Bilindiği gibi tüm dünyada insanlar koronavirüsü korkusu ile hop oturup, hop kalkıyor.
Bu konuda gördüğümüz kadarıyla devletimiz eksiksiz olarak tedbirlerini almış ve almaya devam ediyor.
Bölgemizde ve Iğdır’ımızda deyim yerindeyse sağlık kuruluşları teyakkuz duruma geçmiş durumda. Nahçıvan’la olan Dilucu, İran’la olan Gürbulak gümrük kapılarında kuş uçturulmuyor. Sağlık bakanlığı müşavirleri Ankara’dan görevli gönderilerek bizzat alınan tedbirleri yerinde takip ediyor ve çalışmaları an be an Ankara’ya rapor ediyor.
Devletin tedbiri bundan ibaretken her gün olmayan dedikodular insanları tedirgin ediyor. Gazeteci olarak da çok sayıda vatandaşın sorularına muhatap olmak durumunda kalıyoruz.
Elbette sağlığımız çok önemlidir. Sağlık her şeyin üstündedir. Ancak birde yalan haber yaymak bizlere nelere mal olduğunun bilincinde olmamız gerekir.

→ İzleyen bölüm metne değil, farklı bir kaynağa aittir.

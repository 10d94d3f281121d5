//! Name Directory Search Indexer
//!
//! Crawls a paginated name directory, resolves every listed name to its
//! profile document and publishes the results either as JSON artifacts or
//! as a generational search index in a document store.
//!
//! # Flow
//!
//! ```text
//! Scheduler → Cycle → Crawler → [fetch_all, resolve_all] → normalize
//!           → FileSink | persist_entries → build_search_index
//!           → GenerationManager::promote
//! ```
//!
//! # Usage
//!
//! ```rust,ignore
//! use std::sync::Arc;
//! use name_indexer::{
//!     Crawler, CrawlConfig, EntrySource, GenerationManager, HttpDirectory,
//!     HttpProfileResolver, HttpTransport, MemoryStore, StoreIndexCycle, Scheduler,
//! };
//!
//! let transport = HttpTransport::new("http://localhost:6270", 75)?;
//! let crawler = Crawler::new(
//!     Arc::new(HttpDirectory::new(transport.clone())),
//!     Arc::new(HttpProfileResolver::new(transport)),
//!     CrawlConfig::default(),
//! );
//! let cycle = StoreIndexCycle::new(
//!     EntrySource::Crawl(crawler),
//!     GenerationManager::new(Arc::new(MemoryStore::new())),
//! );
//! let summary = Scheduler::new(Arc::new(cycle), interval).run_once().await?;
//! ```
//!
//! # Modules
//!
//! - [`traits`] - Seams to the outside world (Directory, ProfileResolver, DocumentStore)
//! - [`types`] - Records, entries, generations and crawl configuration
//! - [`pipeline`] - Crawl, index and promotion stages plus the cycles tying them together
//! - [`clients`] - HTTP directory and resolver clients
//! - [`stores`] - Document store implementations (MemoryStore, SqliteStore)
//! - [`scheduler`] - Interval runner with skip-while-running semantics
//! - [`testing`] - Mock implementations for testing

pub mod clients;
pub mod error;
pub mod pipeline;
pub mod scheduler;
pub mod stores;
pub mod testing;
pub mod traits;
pub mod types;

// Re-export core types at crate root
pub use error::{ExtractError, IndexerError, ListingError, ResolveError, Result};
pub use traits::{
    directory::Directory,
    resolver::ProfileResolver,
    store::{DocumentStore, DocumentStoreExt},
};
pub use types::{
    config::CrawlConfig,
    generation::{Generation, GenerationDatabases, Partition, PromotionStep},
    profile::{
        CacheKind, ListingKind, NamespaceEntry, ProfileRecord, RawProfileEntry, SearchProfileEntry,
    },
};

// Re-export pipeline components
pub use pipeline::{
    // Stages
    build_search_index, fetch_all, normalize_document, persist_entries, resolve_all,
    // Orchestration
    CrawlOutcome, Crawler, GenerationManager, IndexReport, ResolveOutcome,
    // Cycles
    Cycle, CycleSummary, EntrySource, FileDumpCycle, FileSink, StoreIndexCycle,
};

// Re-export clients
pub use clients::{HttpDirectory, HttpProfileResolver, HttpTransport};

// Re-export stores
pub use stores::MemoryStore;

#[cfg(feature = "sqlite")]
pub use stores::SqliteStore;

pub use scheduler::{Scheduler, SchedulerState, TickOutcome};

// Re-export testing utilities
pub use testing::{FailingOp, FlakyStore, MockDirectory, MockResolver};
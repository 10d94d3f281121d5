use anyhow::{Context, Result};
use dotenvy::dotenv;
use serde::Deserialize;
use std::env;
use std::path::{Path, PathBuf};
use std::str::FromStr;
use std::time::Duration;

use name_indexer::CrawlConfig;

/// Names the optional JSON config file
const CONFIG_FILE_VAR: &str = "NAME_INDEXER_CONFIG";

/// Application configuration: defaults, then an optional JSON file, then
/// environment variables.
#[derive(Debug, Clone, Deserialize)]
#[serde(default)]
pub struct Config {
    pub api_url: String,
    pub store_url: String,
    pub names_file: PathBuf,
    pub profiles_file: PathBuf,
    pub minutes_between_index: u64,
    /// Pages fetched per listing; zero or negative walks every page
    pub pages_to_fetch: i64,
    pub max_simultaneous_fetches: usize,
    pub batch_size: usize,
    pub lookup_timeout_secs: u64,
}

impl Default for Config {
    fn default() -> Self {
        Self {
            api_url: "http://localhost:6270".to_string(),
            store_url: "sqlite://search_index.db?mode=rwc".to_string(),
            names_file: PathBuf::from("/var/name-indexer/names.json"),
            profiles_file: PathBuf::from("/var/name-indexer/profiles.json"),
            minutes_between_index: 120,
            pages_to_fetch: -1,
            max_simultaneous_fetches: 75,
            batch_size: 50,
            lookup_timeout_secs: 30,
        }
    }
}

impl Config {
    /// Load configuration once at startup.
    pub fn load() -> Result<Self> {
        // Load .env file if present (development)
        let _ = dotenv();

        let mut config = match env::var(CONFIG_FILE_VAR) {
            Ok(path) => Self::from_file(Path::new(&path))?,
            Err(_) => Self::default(),
        };
        config.apply_overrides(|name| env::var(name).ok())?;
        Ok(config)
    }

    /// Read a JSON config file. Missing fields keep their defaults.
    pub fn from_file(path: &Path) -> Result<Self> {
        let raw = std::fs::read_to_string(path)
            .with_context(|| format!("failed to read config file {}", path.display()))?;
        serde_json::from_str(&raw)
            .with_context(|| format!("invalid config file {}", path.display()))
    }

    /// Override fields from variables returned by `lookup`.
    pub fn apply_overrides(&mut self, lookup: impl Fn(&str) -> Option<String>) -> Result<()> {
        if let Some(url) = lookup("NAME_INDEXER_API_URL") {
            self.api_url = url;
        }
        if let Some(url) = lookup("NAME_INDEXER_STORE_URL") {
            self.store_url = url;
        }
        if let Some(path) = lookup("NAME_INDEXER_NAMES_FILE") {
            self.names_file = PathBuf::from(path);
        }
        if let Some(path) = lookup("NAME_INDEXER_PROFILES_FILE") {
            self.profiles_file = PathBuf::from(path);
        }
        if let Some(value) = lookup("NAME_INDEXER_INDEX_EVERY") {
            self.minutes_between_index = parse_var("NAME_INDEXER_INDEX_EVERY", &value)?;
        }
        if let Some(value) = lookup("NAME_INDEXER_PAGES_TO_FETCH") {
            self.pages_to_fetch = parse_var("NAME_INDEXER_PAGES_TO_FETCH", &value)?;
        }
        if let Some(value) = lookup("NAME_INDEXER_MAX_FETCHES") {
            self.max_simultaneous_fetches = parse_var("NAME_INDEXER_MAX_FETCHES", &value)?;
        }
        Ok(())
    }

    pub fn crawl_config(&self) -> CrawlConfig {
        CrawlConfig::new()
            .with_page_limit(self.pages_to_fetch)
            .with_batch_size(self.batch_size)
            .with_lookup_timeout(Duration::from_secs(self.lookup_timeout_secs))
    }

    pub fn index_interval(&self) -> Duration {
        Duration::from_secs(self.minutes_between_index.saturating_mul(60))
    }
}

fn parse_var<T>(name: &str, value: &str) -> Result<T>
where
    T: FromStr,
    T::Err: std::error::Error + Send + Sync + 'static,
{
    value
        .trim()
        .parse()
        .with_context(|| format!("{name} must be a valid number"))
}

#[cfg(test)]
mod tests {
    use super::*;
    use std::collections::HashMap;

    fn vars(pairs: &[(&str, &str)]) -> HashMap<String, String> {
        pairs
            .iter()
            .map(|(k, v)| (k.to_string(), v.to_string()))
            .collect()
    }

    #[test]
    fn test_env_overrides_defaults() {
        let env = vars(&[
            ("NAME_INDEXER_API_URL", "http://directory:6270"),
            ("NAME_INDEXER_INDEX_EVERY", "15"),
            ("NAME_INDEXER_PAGES_TO_FETCH", "3"),
        ]);
        let mut config = Config::default();

        config.apply_overrides(|k| env.get(k).cloned()).unwrap();

        assert_eq!(config.api_url, "http://directory:6270");
        assert_eq!(config.index_interval(), Duration::from_secs(15 * 60));
        assert_eq!(config.crawl_config().page_limit, Some(3));
        assert_eq!(config.max_simultaneous_fetches, 75);
    }

    #[test]
    fn test_bad_number_is_rejected() {
        let env = vars(&[("NAME_INDEXER_MAX_FETCHES", "lots")]);
        let err = Config::default()
            .apply_overrides(|k| env.get(k).cloned())
            .unwrap_err();
        assert!(err.to_string().contains("NAME_INDEXER_MAX_FETCHES"));
    }

    #[test]
    fn test_file_fills_missing_fields_with_defaults() {
        let dir = tempfile::tempdir().unwrap();
        let path = dir.path().join("config.json");
        std::fs::write(&path, r#"{"batch_size": 10, "pages_to_fetch": 0}"#).unwrap();

        let config = Config::from_file(&path).unwrap();

        assert_eq!(config.batch_size, 10);
        assert_eq!(config.crawl_config().page_limit, None);
        assert_eq!(config.api_url, "http://localhost:6270");
    }
}
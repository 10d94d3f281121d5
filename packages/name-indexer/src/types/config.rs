//! Configuration types for crawling and resolution.

use std::time::Duration;

/// Default number of names resolved concurrently per batch.
pub const DEFAULT_BATCH_SIZE: usize = 50;

/// Default per-lookup timeout.
pub const DEFAULT_LOOKUP_TIMEOUT: Duration = Duration::from_secs(30);

/// Configuration for a crawl cycle.
#[derive(Debug, Clone, PartialEq, Eq)]
pub struct CrawlConfig {
    /// Stop each listing walk before this page index. `None` = unbounded.
    pub page_limit: Option<u64>,

    /// Names resolved concurrently per batch.
    ///
    /// Batches run strictly one after another. Default: 50.
    pub batch_size: usize,

    /// How long a single profile lookup may take. Default: 30s.
    pub lookup_timeout: Duration,
}

impl Default for CrawlConfig {
    fn default() -> Self {
        Self {
            page_limit: None,
            batch_size: DEFAULT_BATCH_SIZE,
            lookup_timeout: DEFAULT_LOOKUP_TIMEOUT,
        }
    }
}

impl CrawlConfig {
    /// Create a new config with default values.
    pub fn new() -> Self {
        Self::default()
    }

    /// Set the page limit. Values `<= 0` mean unbounded.
    pub fn with_page_limit(mut self, pages: i64) -> Self {
        self.page_limit = page_limit_from(pages);
        self
    }

    /// Set the batch size (clamped to at least one).
    pub fn with_batch_size(mut self, batch_size: usize) -> Self {
        self.batch_size = batch_size.max(1);
        self
    }

    /// Set the per-lookup timeout.
    pub fn with_lookup_timeout(mut self, timeout: Duration) -> Self {
        self.lookup_timeout = timeout;
        self
    }
}

/// Map a signed page count to a limit; non-positive means unbounded.
pub fn page_limit_from(pages: i64) -> Option<u64> {
    u64::try_from(pages).ok().filter(|p| *p > 0)
}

Birde madalyonun diğer kısmına bakalım. Elbette sağlığımız önemli ama birde yalan haberler yayarak ekonomimize vurduğumuz darbeyi bir düşünelim.
Dün bir iş insanımız beni aradı. Nahçıvan’la milyonluk ihracat anlaşması yaptığını söyledi. Eğer böyle giderse çok büyük ekonomik sıkıntılar yaşayacağını ve çeklerinin yazılacağını hatta iflas bile edebileceğini söyledi. Sağlıkla ilgili tedbirlerimizi alıyoruz ama ekonomik yönümüz ne olacak diyen yok.
Ülkemizde ekonomik kriz yok desek yalan olur. İlimiz eskiden krizlerden pek fazla etkilenmezdi. Şimdiyse en çok krizden etkilenen illerden biriyiz. Çünkü küçük yerler krizlerden çok etkilenirler.
Bu konuda Ankara ekonomik konuda kılı kırk yararak çalışmalar yapıyor. Ancak insan canı her şeyden önemlidir. İnsan hayatını her ticaretin üzerinde tutmalıyız. Gördüğüm kadarıyla devletimiz bu konuda taviz vermiyor.
An itibari ile Türkiye’de ve Iğdır’da bu konuda tespit edilen bir hasta yok. Yani koronavirüsü ile ilgili bir hastaya RASTLANMAMIŞTIR.
Vatandaşa bakıyorsun her ağızda bir laf dolaşıyor. Hepsi de yalan ifadeler. Birisi hastanede üç, birisi beş hasta var diyor. Hatta işin ucu nereye varacağını bilmeden koronavirüsü taşıyan hastaların karantinaya alındığını söyleyenler var. Yalan dedikodu yaymak önce psikolojik olarak kendimize zara veriyor. Sonrada ilimize ve ülkemize kötülük ediyoruz.
Öncelikle ben söyleyeyim. Yalanla veya farkında olmadan ortalıkta dedikodu olarak söylenen sözleri sosyal medyada yayımlayarak toplumu paniğe sevk etmenin cezası var. Bunu herkesin bilinmesini istiyorum.
Hiç kimse bildik bilmedik konularda konuşmasın. İnsanları paniğe sevk etmenin cezasının olmasının yanında insani sorumluluğu da var.
Bakıyorum öğrenciler ciddi manada tedirgin olmuşlar. Bazıları maske takarak okula gitmek istiyorlar. Maske takmanın zararı yok ama takılması gerekirse ilin mülkü amirliği resmi olarak insanlara ve resmi kurumlara, okullara maske takılması için yazı gönderecek ve bundan herkes haberdar olacaktır. Şimdilik böyle bir durum söz konusu değil.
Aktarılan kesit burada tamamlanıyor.